Alguien podría objetar haciendo una pregunta: ¿cómo se prueba que el Reino de María es irreversible?
Respondemos con la lógica de la fe: el mal tiene que llegar a su paroxismo, igual que el hijo pródigo del Evangelio, que tuvo que llegar a comer las bellotas de los cerdos (cf. Lc 15, 16) para caer en sí y volver a la casa de su padre, a la verdad de la Fe.

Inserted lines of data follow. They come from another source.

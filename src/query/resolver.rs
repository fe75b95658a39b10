//! Embed Resolver
//!
//! Attaches related records to a base record. Resolution order (first match
//! wins):
//! 1. Reference on the base entity → one fetch on the target, by key
//!    (single key → exactly one record, key list → every match)
//! 2. Link group shared with the target → fetch link records for the base
//!    key, collect the target keys they hold, fetch the targets
//! 3. Otherwise the embed is not resolvable
//!
//! Every fetch runs on its own probed session, released on every path.

use serde_json::Value;

use crate::codec;
use crate::document::{Filter, PRIMARY_KEY};
use crate::record::{Embed, Record};
use crate::schema::{EntityDescriptor, Reference, SchemaRegistry};
use crate::session::{self, DiagnosticSink, SessionPolicy};
use crate::store::Store;
use crate::{Error, Result};

/// How an embed name resolves for a given base entity
#[derive(Debug, Clone, Copy)]
pub enum EmbedPlan<'a> {
    /// 1:1 or 1:n through a reference field
    Reference {
        target: &'a EntityDescriptor,
        reference: &'a Reference,
    },
    /// m:n through a link entity
    Link {
        link: &'a EntityDescriptor,
        target: &'a EntityDescriptor,
    },
}

impl EmbedPlan<'_> {
    pub fn target(&self) -> &EntityDescriptor {
        match self {
            EmbedPlan::Reference { target, .. } | EmbedPlan::Link { target, .. } => target,
        }
    }

    /// Short label for logs
    pub fn shape(&self) -> &'static str {
        match self {
            EmbedPlan::Reference { reference, .. } if reference.is_list => "one-to-many",
            EmbedPlan::Reference { .. } => "one-to-one",
            EmbedPlan::Link { .. } => "many-to-many",
        }
    }
}

/// Resolves embeds against a store
pub struct EmbedResolver<'a> {
    registry: &'a SchemaRegistry,
    store: &'a dyn Store,
    policy: &'a SessionPolicy,
    sink: &'a dyn DiagnosticSink,
}

impl<'a> EmbedResolver<'a> {
    pub fn new(
        registry: &'a SchemaRegistry,
        store: &'a dyn Store,
        policy: &'a SessionPolicy,
        sink: &'a dyn DiagnosticSink,
    ) -> Self {
        Self {
            registry,
            store,
            policy,
            sink,
        }
    }

    /// Decide how `embed` resolves from `base`. Touches only the schema.
    pub fn plan(&self, base: &str, embed: &str) -> Result<EmbedPlan<'a>> {
        let base_table = self.registry.lookup(base)?;
        let embed = embed.to_lowercase();
        let not_resolvable = || Error::EmbedNotResolvable {
            entity: base_table.name.clone(),
            embed: embed.clone(),
        };

        if let Some(reference) = base_table.refs.get(&embed) {
            let target = self.registry.lookup(&embed)?;
            return Ok(EmbedPlan::Reference { target, reference });
        }

        let group = self
            .registry
            .find_link_table(&base_table.name, &embed)
            .ok_or_else(not_resolvable)?;
        let link = self.registry.lookup(group).map_err(|_| not_resolvable())?;
        if !link.foreigns.contains_key(&base_table.name) || !link.foreigns.contains_key(&embed) {
            return Err(not_resolvable());
        }
        let target = self.registry.lookup(&embed)?;
        Ok(EmbedPlan::Link { link, target })
    }

    /// Resolve `embed` for one base record
    pub fn resolve(&self, base: &Record, embed: &str) -> Result<Embed> {
        let plan = self.plan(base.entity(), embed)?;
        self.resolve_planned(base, &plan)
    }

    /// Resolve with a plan computed up front
    pub fn resolve_planned(&self, base: &Record, plan: &EmbedPlan<'_>) -> Result<Embed> {
        match plan {
            EmbedPlan::Reference { target, reference } => self.follow_reference(base, target, reference),
            EmbedPlan::Link { link, target } => self.follow_link(base, link, target),
        }
    }

    fn follow_reference(&self, base: &Record, target: &EntityDescriptor, reference: &Reference) -> Result<Embed> {
        let key = base.get(&reference.field).cloned().unwrap_or(Value::Null);

        if reference.is_list {
            let keys = match key {
                Value::Array(keys) => keys,
                Value::Null => Vec::new(),
                single => vec![single],
            };
            if keys.is_empty() {
                return Ok(Embed::Many(Vec::new()));
            }
            let records = self.fetch(target, &Filter::In(reference.remote.clone(), keys))?;
            return Ok(Embed::Many(redact_all(target, records)));
        }

        if key.is_null() {
            return Err(Error::NotFound(format!(
                "{}.{} holds no key",
                base.entity(),
                reference.field
            )));
        }
        let filter = Filter::Eq(reference.remote.clone(), key);
        let related = self.fetch(target, &filter)?.into_iter().next();
        match related {
            Some(record) => Ok(Embed::One(Box::new(codec::redact(target, record)))),
            None => Err(Error::NotFound(format!("no {} matching {}", target.name, filter))),
        }
    }

    fn follow_link(&self, base: &Record, link: &EntityDescriptor, target: &EntityDescriptor) -> Result<Embed> {
        let not_resolvable = || Error::EmbedNotResolvable {
            entity: base.entity().to_string(),
            embed: target.name.clone(),
        };
        let base_foreign = link.foreigns.get(base.entity()).ok_or_else(not_resolvable)?;
        let target_foreign = link.foreigns.get(&target.name).ok_or_else(not_resolvable)?;

        let base_key = base.get(&base_foreign.remote).cloned().unwrap_or(Value::Null);
        if base_key.is_null() {
            return Ok(Embed::Many(Vec::new()));
        }

        let link_records = self.fetch(link, &Filter::Eq(base_foreign.field.clone(), base_key))?;

        let mut keys: Vec<Value> = Vec::with_capacity(link_records.len());
        for record in &link_records {
            match record.get(&target_foreign.field) {
                Some(key) if !key.is_null() && !keys.contains(key) => keys.push(key.clone()),
                _ => {}
            }
        }
        if keys.is_empty() {
            return Ok(Embed::Many(Vec::new()));
        }

        let records = self.fetch(target, &Filter::In(target_foreign.remote.clone(), keys))?;
        Ok(Embed::Many(redact_all(target, dedup_by_primary_key(records))))
    }

    /// One fetch on its own session. Records come back in storage form.
    fn fetch(&self, entity: &EntityDescriptor, filter: &Filter) -> Result<Vec<Record>> {
        tracing::debug!("embed fetch on {}: {}", entity.name, filter);
        let session = session::acquire(self.store, self.policy, self.sink)?;
        let documents = session.collection(entity.collection()).find_all(filter)?;
        documents
            .into_iter()
            .map(|doc| codec::decode_with(entity, doc))
            .collect()
    }
}

fn redact_all(entity: &EntityDescriptor, records: Vec<Record>) -> Vec<Record> {
    records.into_iter().map(|r| codec::redact(entity, r)).collect()
}

/// Keep the first record per primary key; records without one are kept.
fn dedup_by_primary_key(records: Vec<Record>) -> Vec<Record> {
    let mut seen: Vec<Value> = Vec::new();
    records
        .into_iter()
        .filter(|record| match record.get(PRIMARY_KEY) {
            Some(id) if seen.contains(id) => false,
            Some(id) => {
                seen.push(id.clone());
                true
            }
            None => true,
        })
        .collect()
}

#[cfg(test)]
mod tests {
    use super::*;
    use crate::schema::{EntityDef, FieldDef};
    use crate::session::TracingSink;
    use crate::store::{MemoryStore, Session};
    use serde_json::json;

    fn registry() -> SchemaRegistry {
        let mut registry = SchemaRegistry::new();
        registry
            .register(
                EntityDef::new("User")
                    .field(FieldDef::string("_id").link("usergroup"))
                    .field(FieldDef::string("roleId").references("role", "_id"))
                    .field(FieldDef::string_list("tagIds").references("tag", "name")),
            )
            .unwrap();
        registry
            .register(EntityDef::new("Role").field(FieldDef::string("_id")).field(FieldDef::string("name")))
            .unwrap();
        registry
            .register(EntityDef::new("Tag").field(FieldDef::string("_id")).field(FieldDef::string("name")))
            .unwrap();
        registry
            .register(
                EntityDef::new("Group")
                    .field(FieldDef::string("_id").link("usergroup"))
                    .field(FieldDef::string("name")),
            )
            .unwrap();
        registry
            .register(
                EntityDef::new("UserGroup")
                    .field(FieldDef::string("_id"))
                    .field(FieldDef::string("uid").foreign("user", "_id"))
                    .field(FieldDef::string("gid").foreign("group", "_id")),
            )
            .unwrap();
        registry
    }

    fn insert(session: &dyn Session, collection: &str, value: Value) {
        session.insert(collection, value.as_object().unwrap()).unwrap();
    }

    fn user(id: &str, role: &str, tags: Value) -> Record {
        let fields = json!({"_id": id, "roleId": role, "tagIds": tags});
        Record::new("user", fields.as_object().unwrap().clone())
    }

    #[test]
    fn test_plan_shapes() {
        let registry = registry();
        let store = MemoryStore::new();
        let policy = SessionPolicy::default();
        let resolver = EmbedResolver::new(&registry, &store, &policy, &TracingSink);

        assert_eq!(resolver.plan("user", "role").unwrap().shape(), "one-to-one");
        assert_eq!(resolver.plan("user", "tag").unwrap().shape(), "one-to-many");
        assert_eq!(resolver.plan("User", "Group").unwrap().shape(), "many-to-many");
        assert_eq!(resolver.plan("group", "user").unwrap().target().name, "user");
        assert!(matches!(
            resolver.plan("role", "user"),
            Err(Error::EmbedNotResolvable { .. })
        ));
        assert!(matches!(resolver.plan("ghost", "user"), Err(Error::EntityNotFound(_))));
    }

    #[test]
    fn test_missing_single_reference_is_not_found() {
        let registry = registry();
        let store = MemoryStore::new();
        let policy = SessionPolicy::default();
        let resolver = EmbedResolver::new(&registry, &store, &policy, &TracingSink);

        let err = resolver.resolve(&user("u1", "nope", json!([])), "role").unwrap_err();
        assert!(matches!(err, Error::NotFound(_)));
        assert_eq!(store.open_sessions(), 0);
    }

    #[test]
    fn test_reference_list_keeps_store_order() {
        let registry = registry();
        let store = MemoryStore::new();
        let session = store.duplicate().unwrap();
        insert(&*session, "tag", json!({"_id": "t2", "name": "tag2"}));
        insert(&*session, "tag", json!({"_id": "t1", "name": "tag1"}));
        insert(&*session, "tag", json!({"_id": "t3", "name": "tag3"}));

        let policy = SessionPolicy::default();
        let resolver = EmbedResolver::new(&registry, &store, &policy, &TracingSink);

        let embed = resolver.resolve(&user("u1", "r", json!(["tag1", "tag2"])), "tag").unwrap();
        let names: Vec<_> = embed.as_many().unwrap().iter().map(|r| r.get_str("name").unwrap()).collect();
        assert_eq!(names, vec!["tag2", "tag1"]);

        let embed = resolver.resolve(&user("u1", "r", json!(["tag9"])), "tag").unwrap();
        assert!(embed.as_many().unwrap().is_empty());
    }

    #[test]
    fn test_link_dedups_targets() {
        let registry = registry();
        let store = MemoryStore::new();
        let session = store.duplicate().unwrap();
        insert(&*session, "group", json!({"_id": "g1", "name": "group1"}));
        insert(&*session, "usergroup", json!({"_id": "l1", "uid": "u1", "gid": "g1"}));
        insert(&*session, "usergroup", json!({"_id": "l2", "uid": "u1", "gid": "g1"}));

        let policy = SessionPolicy::default();
        let resolver = EmbedResolver::new(&registry, &store, &policy, &TracingSink);

        let embed = resolver.resolve(&user("u1", "r", json!([])), "group").unwrap();
        assert_eq!(embed.len(), 1);

        let embed = resolver.resolve(&user("u2", "r", json!([])), "group").unwrap();
        assert!(embed.is_empty());
    }

    #[test]
    fn test_dedup_by_primary_key() {
        let rec = |id: Value| Record::new("tag", json!({"_id": id}).as_object().unwrap().clone());
        let records = vec![rec(json!("a")), rec(json!("b")), rec(json!("a"))];
        assert_eq!(dedup_by_primary_key(records).len(), 2);
    }
}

El mismo Evangelio nos enseña que «si el grano de trigo no cae en tierra y muere, queda infecundo; pero si muere, da mucho fruto» (Jn 12, 24). Existe, por lo tanto, un dinamismo misterioso de la Divina Providencia, por el cual es preciso que el fruto se descomponga y muera para que la semilla sea liberada. De forma análoga, es necesario que el ciclo de la decadencia del mundo moderno llegue a su fin y se destruya a símismo, como la enfermedad, que desaparece llevando al enfermo a la muerte: enfermedad y muerte acaban juntas.
Además, fue María Santísima quien, en las Bodas de Caná, obtuvo de Nuestro Señor el milagro de la transformación del agua en vino. Y si bien es cierto que el mayordomo le dice al novio que había guardado el mejor vino hasta el final (cf. Jn 2, 9-10), bien podemos exclamar encantados, llenos de alegría y gratitud hacia Nuestro Señor: «Habéis dejado vuestras mejores gracias y vuestros mejores favores para el final de la Historia del mundo». El episodio de las Bodas de Caná, es decir, el primer signo de Jesús hecho a ruegos de María, es la expresión más clara del Reino de María. Este Reino será el vino nuevo de una nueva sociedad que surgirá. Para usar una bella metáfora del Dr. Plinio, será como «un lirio nacido en el lodo, durante la noche y bajo la tempestad», también a ruegos de Aquella que es la Reina del Cielo y de la tierra.
Cfr. CLÁ DIAS, EP, João Scognamiglio. ¡Por fin mi Inmaculado Corazón triunfará! Heraldos del Evangelio Guatemala 2017 pp. 115 ss.